I hope we've now established that a rogue website (or a subtly hacked one) can 
make your browser make any number of requests without your control. (Unless 
you are from the tinfoil hat clan and disable java/script/images/cookies...)

4: But you say "my router is different". Well there are only a handful of 
router brands. With interactive web 2.0 style code the browser only needs to 
get the index page of the router and report back for further instructions on 
which commands to use to disable it. Failing that it only needs to assume you 
have the most or 2nd most popular one to get lucky enough of the time.

5: But you say "my network is configured different". Well lets go back to "1:"
Most people use the default addressing that the router gives them. Popular 
addresses for routers are 192.168.1.1, 192.168.11.1, 192.168.1.254, 10.0.0.1, 
10.1.1.1  The rogue website knows your internal address so can have a good go 
at guessing your router's internal IP address. Even if you chose your router's 
IP address, I bet you made it memorable for your own benefit. I think a short 
list of 100 of those rogue image links would be sufficient to get lucky and find 
the right address. (And remember if it didn't get lucky it can try a different 
set next time you load the page.)

6: The attacker knows your internal IP address, your router's internal IP 
address and your router's external IP address. It has made your browser 
contact the router and disable it's firewall and switch on port forwarding to 
your machine... What do you think happens next...

Once your router is forwarding all external ports to your machine the hacker 
only needs to find one bug in one service you use to take control of your 
machine... so if you're running a mail server, web server, file sharing (NFS or 
samba) it's only a matter of time.
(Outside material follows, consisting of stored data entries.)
//! The evolutionary tournament trainer.
//!
//! Two fixed-size populations of scoring models, one per side. A round
//! schedules every ordered (white, black) pairing as an independent task on
//! the worker pool; each task locks both members for the duration of one
//! game, plays it headless with two model players, and folds the outcome
//! into the members' scores. Mutation happens strictly between rounds, after
//! `wait_all` has observed every task complete, so no game can race a weight
//! update.
//!
//! Lock discipline: a task always acquires the white member's lock first,
//! then the black member's. Every task uses the same canonical order and the
//! two locks come from disjoint populations, so the joint acquire cannot
//! form a cycle.

use std::sync::{
    Arc, Mutex, MutexGuard,
    atomic::{AtomicI64, Ordering},
};

use rand::{Rng, seq::IndexedRandom};

use shashki_engine::{Board, Controller, Game, GameOutcome, PieceColor};
use shashki_evaluator::{ModelPlayer, ScoringModel};

use crate::pool::{PoolShutdownError, TaskFailedError, WorkerPool};

/// Points for winning one game.
const WIN_SCORE: i64 = 2;
/// Points each side receives for a draw.
const DRAW_SCORE: i64 = 1;

/// One scoring model plus its tournament score and access guard.
#[derive(Debug)]
pub struct PopulationMember<M> {
    model: Mutex<M>,
    score: AtomicI64,
}

impl<M> PopulationMember<M> {
    fn new(model: M) -> Arc<Self> {
        Arc::new(Self {
            model: Mutex::new(model),
            score: AtomicI64::new(0),
        })
    }

    #[must_use]
    pub fn score(&self) -> i64 {
        self.score.load(Ordering::SeqCst)
    }

    fn add_score(&self, delta: i64) {
        self.score.fetch_add(delta, Ordering::SeqCst);
    }

    fn reset_score(&self) {
        self.score.store(0, Ordering::SeqCst);
    }

    fn lock_model(&self) -> MutexGuard<'_, M> {
        self.model.lock().unwrap()
    }
}

/// Best model seen so far for one side, independent of the mutating
/// population.
#[derive(Debug, Clone)]
pub struct BestModel<M> {
    pub model: M,
    pub score: i64,
}

/// Scores of one finished round.
#[derive(Debug, Clone)]
pub struct RoundReport {
    pub games: usize,
    pub white_scores: Vec<i64>,
    pub black_scores: Vec<i64>,
}

/// Why a round could not complete; both variants are fatal scheduling
/// errors, not game outcomes.
#[derive(Debug, Clone, derive_more::Display, derive_more::Error)]
pub enum TrainError {
    #[display("could not schedule game: {_0}")]
    Shutdown(PoolShutdownError),
    #[display("game task failed: {_0}")]
    Task(TaskFailedError),
}

/// Trainer parameters.
#[derive(Debug, Clone, Copy)]
pub struct TrainerConfig {
    /// Members per side.
    pub population_size: usize,
    /// Worker threads games run on.
    pub workers: usize,
    /// Members per side kept verbatim at each selection step.
    pub top_k: usize,
}

/// The tournament trainer: two populations, a worker pool and the best-ever
/// model per side.
pub struct Trainer<M> {
    white: Vec<Arc<PopulationMember<M>>>,
    black: Vec<Arc<PopulationMember<M>>>,
    pool: WorkerPool,
    top_k: usize,
    best_white: Option<BestModel<M>>,
    best_black: Option<BestModel<M>>,
}

impl<M> Trainer<M>
where
    M: ScoringModel + Clone + Send + 'static,
{
    /// Builds both populations from `make_model` and spawns the pool.
    ///
    /// # Panics
    ///
    /// Panics if the population size or `top_k` is zero, or `top_k` exceeds
    /// the population size.
    pub fn new<F>(config: TrainerConfig, mut make_model: F) -> Self
    where
        F: FnMut() -> M,
    {
        assert!(config.population_size > 0, "population cannot be empty");
        assert!(
            (1..=config.population_size).contains(&config.top_k),
            "top_k must be within the population"
        );
        let mut make_side = |count: usize| -> Vec<Arc<PopulationMember<M>>> {
            (0..count).map(|_| PopulationMember::new(make_model())).collect()
        };
        let white = make_side(config.population_size);
        let black = make_side(config.population_size);
        Self {
            white,
            black,
            pool: WorkerPool::new(config.workers),
            top_k: config.top_k,
            best_white: None,
            best_black: None,
        }
    }

    #[must_use]
    pub fn best_white(&self) -> Option<&BestModel<M>> {
        self.best_white.as_ref()
    }

    #[must_use]
    pub fn best_black(&self) -> Option<&BestModel<M>> {
        self.best_black.as_ref()
    }

    /// Plays one full round: all `white x black` ordered pairings. Returns
    /// once every game has reported; a panicking game surfaces here as a
    /// fatal [`TrainError::Task`].
    pub fn run_round(&mut self) -> Result<RoundReport, TrainError> {
        for member in self.white.iter().chain(&self.black) {
            member.reset_score();
        }

        let games = self.white.len() * self.black.len();
        log::info!("scheduling {games} self-play games");
        let mut handles = Vec::with_capacity(games);
        for white in &self.white {
            for black in &self.black {
                let white = Arc::clone(white);
                let black = Arc::clone(black);
                let handle = self
                    .pool
                    .submit(move || play_pairing(&white, &black))
                    .map_err(TrainError::Shutdown)?;
                handles.push(handle);
            }
        }

        self.pool.wait_all();
        for handle in handles {
            handle.wait().map_err(TrainError::Task)?;
        }

        Ok(RoundReport {
            games,
            white_scores: self.white.iter().map(|m| m.score()).collect(),
            black_scores: self.black.iter().map(|m| m.score()).collect(),
        })
    }

    /// Selection + mutation step, run strictly between rounds: records the
    /// round's top scorer per side into the best-ever slot, keeps the top-k
    /// members verbatim and replaces every other member with a noised copy
    /// of a random top-k member.
    pub fn evolve<R>(&mut self, rng: &mut R)
    where
        R: Rng,
    {
        Self::evolve_side(&mut self.white, &mut self.best_white, self.top_k, rng);
        Self::evolve_side(&mut self.black, &mut self.best_black, self.top_k, rng);
    }

    fn evolve_side<R>(
        members: &mut [Arc<PopulationMember<M>>],
        best: &mut Option<BestModel<M>>,
        top_k: usize,
        rng: &mut R,
    ) where
        R: Rng,
    {
        let mut order: Vec<usize> = (0..members.len()).collect();
        order.sort_by_key(|&i| std::cmp::Reverse(members[i].score()));
        let elites = &order[..top_k];

        // Best-ever tracking is independent of the population mutation.
        let top = &members[order[0]];
        if best.as_ref().is_none_or(|b| top.score() > b.score) {
            *best = Some(BestModel {
                model: top.lock_model().clone(),
                score: top.score(),
            });
        }

        for &index in &order[top_k..] {
            let &source = elites.choose(rng).expect("top_k is at least one");
            let mut model = members[source].lock_model().clone();
            model.apply_noise(rng);
            *members[index].lock_model() = model;
            members[index].reset_score();
        }
    }
}

/// One self-play game between two population members.
///
/// Joint lock acquire in canonical order (white, then black); both guards
/// are held for the whole game, which is exactly the exclusive access the
/// two model players need.
fn play_pairing<M>(white: &PopulationMember<M>, black: &PopulationMember<M>)
where
    M: ScoringModel,
{
    let white_model = white.lock_model();
    let black_model = black.lock_model();

    let mut game = Game::headless(Board::standard());
    let outcome = match game.start() {
        Some(outcome) => outcome,
        None => {
            let mut white_player = ModelPlayer::new(&*white_model);
            let mut black_player = ModelPlayer::new(&*black_model);
            let mut controller = Controller::new(&mut white_player, &mut black_player);
            controller
                .play_to_end(&mut game)
                .expect("model players always produce input")
        }
    };

    match outcome {
        GameOutcome::OutOfMoves { loser } => {
            log::debug!("game over: {loser} out of moves");
            match loser.opponent() {
                PieceColor::White => white.add_score(WIN_SCORE),
                PieceColor::Black => black.add_score(WIN_SCORE),
            }
        }
        GameOutcome::Draw => {
            log::debug!("game over: draw");
            white.add_score(DRAW_SCORE);
            black.add_score(DRAW_SCORE);
        }
    }
}

#[cfg(test)]
mod tests {
    use rand_pcg::Pcg64Mcg;
    use shashki_evaluator::LinearModel;

    use super::*;

    fn zero_model() -> LinearModel {
        LinearModel::from_weights(vec![0.0; 8 * 8 * 5], 0.5, 1.0)
    }

    #[test]
    fn test_minimal_population_schedules_one_game() {
        let mut trainer = Trainer::new(
            TrainerConfig {
                population_size: 1,
                workers: 2,
                top_k: 1,
            },
            zero_model,
        );
        let report = trainer.run_round().unwrap();
        assert_eq!(report.games, 1);
        // Every finished game hands out exactly two points.
        let total: i64 = report
            .white_scores
            .iter()
            .chain(&report.black_scores)
            .sum();
        assert_eq!(total, 2);
    }

    #[test]
    fn test_four_per_side_schedules_sixteen_games() {
        let mut trainer = Trainer::new(
            TrainerConfig {
                population_size: 4,
                workers: 4,
                top_k: 2,
            },
            zero_model,
        );
        let report = trainer.run_round().unwrap();
        assert_eq!(report.games, 16);
        // `wait_all` returned only after all sixteen games reported: the
        // two points per game are all accounted for.
        let total: i64 = report
            .white_scores
            .iter()
            .chain(&report.black_scores)
            .sum();
        assert_eq!(total, 32);
        assert_eq!(report.white_scores.len(), 4);
        assert_eq!(report.black_scores.len(), 4);
    }

    #[test]
    fn test_evolve_keeps_top_k_and_mutates_the_rest() {
        let mut trainer = Trainer::new(
            TrainerConfig {
                population_size: 3,
                workers: 1,
                top_k: 1,
            },
            zero_model,
        );
        // Hand the members distinct scores without playing a round.
        trainer.white[0].add_score(4);
        trainer.white[1].add_score(6);
        trainer.white[2].add_score(2);

        let mut rng = Pcg64Mcg::new(11);
        trainer.evolve(&mut rng);

        // Best-ever is the round's top scorer.
        let best = trainer.best_white().unwrap();
        assert_eq!(best.score, 6);

        // The elite keeps its exact weights; the others are noised copies of
        // it (noise rate 1.0 makes a verbatim copy vanishingly unlikely).
        let elite = trainer.white[1].lock_model().clone();
        assert!(elite.weights().iter().all(|&w| w == 0.0));
        for index in [0, 2] {
            let member = trainer.white[index].lock_model().clone();
            assert!(
                member.weights().iter().any(|&w| w != 0.0),
                "member {index} was not mutated"
            );
            assert_eq!(trainer.white[index].score(), 0);
        }
    }

    #[test]
    fn test_best_ever_survives_worse_rounds() {
        let mut trainer = Trainer::new(
            TrainerConfig {
                population_size: 2,
                workers: 1,
                top_k: 1,
            },
            zero_model,
        );
        let mut rng = Pcg64Mcg::new(3);
        trainer.white[0].add_score(8);
        trainer.evolve(&mut rng);
        assert_eq!(trainer.best_white().unwrap().score, 8);

        for member in &trainer.white {
            member.reset_score();
        }
        trainer.white[1].add_score(3);
        trainer.evolve(&mut rng);
        // The stored best outscores this round's top, so it is kept.
        assert_eq!(trainer.best_white().unwrap().score, 8);
    }
}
Even if you don't think your running 
anything, ports still get opened for all sorts of reasons.

If you think this is unlikely, think again it's a popular attack vector and 
with routers becoming more like little computers there are known hacks 
installing rogue firmware actually on your router. That way even when your 
computer is off they have a bot active 24/7.
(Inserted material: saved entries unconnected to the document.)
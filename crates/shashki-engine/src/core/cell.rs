/// Flat index of a board cell: `row * cols + col`.
///
/// Cell ids are stable for the lifetime of a board and are the only currency
/// exchanged with players: a click, a scripted replay entry and a move-tree
/// node all speak cell ids.
#[derive(
    Debug, Clone, Copy, PartialEq, Eq, PartialOrd, Ord, Hash, derive_more::Display,
)]
#[display("{_0}")]
pub struct CellId(pub usize);

/// One of the four diagonal directions, as (row, col) unit deltas.
#[derive(Debug, Clone, Copy, PartialEq, Eq)]
pub struct Direction {
    pub dr: i8,
    pub dc: i8,
}

impl Direction {
    pub const UP_LEFT: Self = Self { dr: -1, dc: -1 };
    pub const UP_RIGHT: Self = Self { dr: -1, dc: 1 };
    pub const DOWN_LEFT: Self = Self { dr: 1, dc: -1 };
    pub const DOWN_RIGHT: Self = Self { dr: 1, dc: 1 };

    pub const ALL: [Self; 4] = [
        Self::UP_LEFT,
        Self::UP_RIGHT,
        Self::DOWN_LEFT,
        Self::DOWN_RIGHT,
    ];

    /// The reverse direction; banned for the step immediately after a jump so
    /// a chain cannot bounce straight back over the cell it just consumed.
    #[must_use]
    pub fn opposite(self) -> Self {
        Self {
            dr: -self.dr,
            dc: -self.dc,
        }
    }
}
So if your router is unprotected - can you trust it?
Hopefully the answer is still yes but believe me; if you understand half of 
this then you can appreciate how simple it is to open or disable a web-
controlled firewall.

So it's a good idea--if you haven't already--on your router to:
o) Change the admin account name if possible.
o) Use a good  password (not the default one).
o) Change the default IP address.
o) Disable upnp. (Different issue but do it anyway.)

Paul.<><